__What you need to do__:
Transcribe precisely, and only, the lines beginning at the line containing "named house map." and ending at the final line of the material below.
-- Material to process follows --
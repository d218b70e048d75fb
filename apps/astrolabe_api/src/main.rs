use astrolabe_api::{server, App};
use std::sync::Arc;

#[tokio::main]
async fn main() -> anyhow::Result<()> {
    env_logger::Builder::from_env(env_logger::Env::default().default_filter_or("info")).init();

    let cfg = astrolabe_config::load_service_config()?;
    let app = App::from_config(&cfg)?;
    server::serve(Arc::new(app), &cfg.server.bind).await
}
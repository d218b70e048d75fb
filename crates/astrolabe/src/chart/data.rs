use crate::aspects::{AspectKind, AspectRecord};
use crate::chart::input::BirthData;
use crate::ephemeris::{Body, GeoLocation, HouseCusps, PlanetPosition};
use crate::western::{house_of, HouseRuler};
use serde::ser::{SerializeMap, Serializer};
use serde::Serialize;
use std::collections::BTreeMap;

/// Round to two decimals for presentation.
pub fn round2(value: f64) -> f64 {
    (value * 100.0).round() / 100.0
}

/// A fully computed chart. Values keep full precision; the JSON form rounds.
#[derive(Debug, Clone, PartialEq, Serialize)]
#[serde(into = "ChartSummary")]
pub struct Chart {
    /// Julian Day (UT)
    pub jd: f64,
    pub location: GeoLocation,
    pub positions: BTreeMap<Body, PlanetPosition>,
    pub houses: HouseCusps,
    pub aspects: Vec<AspectRecord>,
    pub retrograde: Vec<Body>,
    pub house_rulers: Vec<HouseRuler>,
}

impl Chart {
    pub fn longitude(&self, body: Body) -> Option<f64> {
        self.positions.get(&body).map(|p| p.lon)
    }

    /// Body longitudes rounded for output
    pub fn planet_degrees(&self) -> BTreeMap<Body, f64> {
        self.positions
            .iter()
            .map(|(body, pos)| (*body, round2(pos.lon)))
            .collect()
    }

    /// House of this chart that contains `longitude`
    pub fn house_of(&self, longitude: f64) -> Option<u8> {
        house_of(longitude, &self.houses.cusps)
    }
}

/// Single-chart aspect as rendered in JSON
#[derive(Debug, Clone, PartialEq, Serialize)]
pub struct AspectEntry {
    pub between: String,
    #[serde(rename = "type")]
    pub kind: AspectKind,
    pub symbol: &'static str,
    pub angle: f64,
}

impl From<&AspectRecord> for AspectEntry {
    fn from(record: &AspectRecord) -> Self {
        Self {
            between: format!("{} - {}", record.first, record.second),
            kind: record.kind,
            symbol: record.kind.symbol(),
            angle: round2(record.separation),
        }
    }
}

/// JSON form of a [`Chart`]
#[derive(Debug, Clone, Serialize)]
pub struct ChartSummary {
    pub jd: f64,
    pub lat: f64,
    pub lon: f64,
    pub planet_degrees: BTreeMap<Body, f64>,
    pub houses: Vec<f64>,
    pub ascendant: f64,
    pub midheaven: f64,
    pub aspects: Vec<AspectEntry>,
    pub retrograde_planets: Vec<Body>,
    pub house_rulers: Vec<HouseRuler>,
}

impl From<Chart> for ChartSummary {
    fn from(chart: Chart) -> Self {
        Self {
            jd: chart.jd,
            lat: chart.location.lat,
            lon: chart.location.lon,
            planet_degrees: chart.planet_degrees(),
            houses: chart.houses.cusps.iter().map(|c| round2(*c)).collect(),
            ascendant: round2(chart.houses.ascendant),
            midheaven: round2(chart.houses.midheaven),
            aspects: chart.aspects.iter().map(AspectEntry::from).collect(),
            retrograde_planets: chart.retrograde,
            house_rulers: chart
                .house_rulers
                .into_iter()
                .map(|r| HouseRuler {
                    ruler_degree: r.ruler_degree.map(round2),
                    ..r
                })
                .collect(),
        }
    }
}

/// Cusps keyed "House 1" .. "House 12", in house order
#[derive(Debug, Clone, PartialEq)]
pub struct HouseMap(pub [f64; 12]);

impl Serialize for HouseMap {
    fn serialize<S: Serializer>(&self, serializer: S) -> Result<S::Ok, S::Error> {
        let mut map = serializer.serialize_map(Some(12))?;
        for (i, cusp) in self.0.iter().enumerate() {
            map.serialize_entry(&format!("House {}", i + 1), &round2(*cusp))?;
        }
        map.end()
    }
}

#[derive(Debug, Clone, Serialize)]
pub struct InputEcho {
    pub date: String,
    pub time: String,
    pub place: String,
    pub coordinates: GeoLocation,
    pub tz_offset: i32,
}

/// Compact natal chart: input echo, positions, aspects and a named house map.
#[derive(Debug, Clone, Serialize)]
pub struct NatalSummary {
    pub input: InputEcho,
    pub planet_positions: BTreeMap<Body, f64>,
    pub aspects: Vec<AspectEntry>,
    pub houses: HouseMap,
    pub ascendant: f64,
    pub midheaven: f64,
}

impl NatalSummary {
    pub fn new(input: &BirthData, chart: &Chart) -> Self {
        Self {
            input: InputEcho {
                date: input.date.clone(),
                time: input.time.clone(),
                place: input.place.clone(),
                coordinates: chart.location,
                tz_offset: input.tz_offset,
            },
            planet_positions: chart.planet_degrees(),
            aspects: chart.aspects.iter().map(AspectEntry::from).collect(),
            houses: HouseMap(chart.houses.cusps),
            ascendant: round2(chart.houses.ascendant),
            midheaven: round2(chart.houses.midheaven),
        }
    }
}

#[cfg(test)]
mod tests {
    use super::*;

    #[test]
    fn test_round2() {
        assert_eq!(round2(12.3456), 12.35);
        assert_eq!(round2(-0.004), -0.0);
        assert_eq!(round2(359.999), 360.0);
    }

    #[test]
    fn test_house_map_keeps_house_order() {
        let mut cusps = [0.0; 12];
        for (i, c) in cusps.iter_mut().enumerate() {
            *c = i as f64 * 30.0 + 0.123;
        }
        let json = serde_json::to_string(&HouseMap(cusps)).unwrap();
        let h2 = json.find("\"House 2\"").unwrap();
        let h10 = json.find("\"House 10\"").unwrap();
        assert!(h2 < h10);
        assert!(json.starts_with("{\"House 1\":0.12,"));
    }

    #[test]
    fn test_aspect_entry_format() {
        let record = AspectRecord {
            first: Body::Sun,
            second: Body::Moon,
            kind: AspectKind::Square,
            separation: 91.237,
        };
        let value = serde_json::to_value(AspectEntry::from(&record)).unwrap();
        assert_eq!(value["between"], "Sun - Moon");
        assert_eq!(value["type"], "Square");
        assert_eq!(value["symbol"], "□");
        assert_eq!(value["angle"], 91.24);
    }
}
-- Material to process concluded --
__Response area__:
/// Compact natal chart: input echo, positions, aspects and a named house map.
#[derive(Debug, Clone, Serialize)]
pub struct NatalSummary {
    pub input: InputEcho,
    pub planet_positions: BTreeMap<Body, f64>,
    pub aspects: Vec<AspectEntry>,
    pub houses: HouseMap,
    pub ascendant: f64,
    pub midheaven: f64,
}

impl NatalSummary {
    pub fn new(input: &BirthData, chart: &Chart) -> Self {
        Self {
            input: InputEcho {
                date: input.date.clone(),
                time: input.time.clone(),
                place: input.place.clone(),
                coordinates: chart.location,
                tz_offset: input.tz_offset,
            },
            planet_positions: chart.planet_degrees(),
            aspects: chart.aspects.iter().map(AspectEntry::from).collect(),
            houses: HouseMap(chart.houses.cusps),
            ascendant: round2(chart.houses.ascendant),
            midheaven: round2(chart.houses.midheaven),
        }
    }
}

#[cfg(test)]
mod tests {
    use super::*;

    #[test]
    fn test_round2() {
        assert_eq!(round2(12.3456), 12.35);
        assert_eq!(round2(-0.004), -0.0);
        assert_eq!(round2(359.999), 360.0);
    }

    #[test]
    fn test_house_map_keeps_house_order() {
        let mut cusps = [0.0; 12];
        for (i, c) in cusps.iter_mut().enumerate() {
            *c = i as f64 * 30.0 + 0.123;
        }
        let json = serde_json::to_string(&HouseMap(cusps)).unwrap();
        let h2 = json.find("\"House 2\"").unwrap();
        let h10 = json.find("\"House 10\"").unwrap();
        assert!(h2 < h10);
        assert!(json.starts_with("{\"House 1\":0.12,"));
    }

    #[test]
    fn test_aspect_entry_format() {
        let record = AspectRecord {
            first: Body::Sun,
            second: Body::Moon,
            kind: AspectKind::Square,
            separation: 91.237,
        };
        let value = serde_json::to_value(AspectEntry::from(&record)).unwrap();
        assert_eq!(value["between"], "Sun - Moon");
        assert_eq!(value["type"], "Square");
        assert_eq!(value["symbol"], "□");
        assert_eq!(value["angle"], 91.24);
    }
}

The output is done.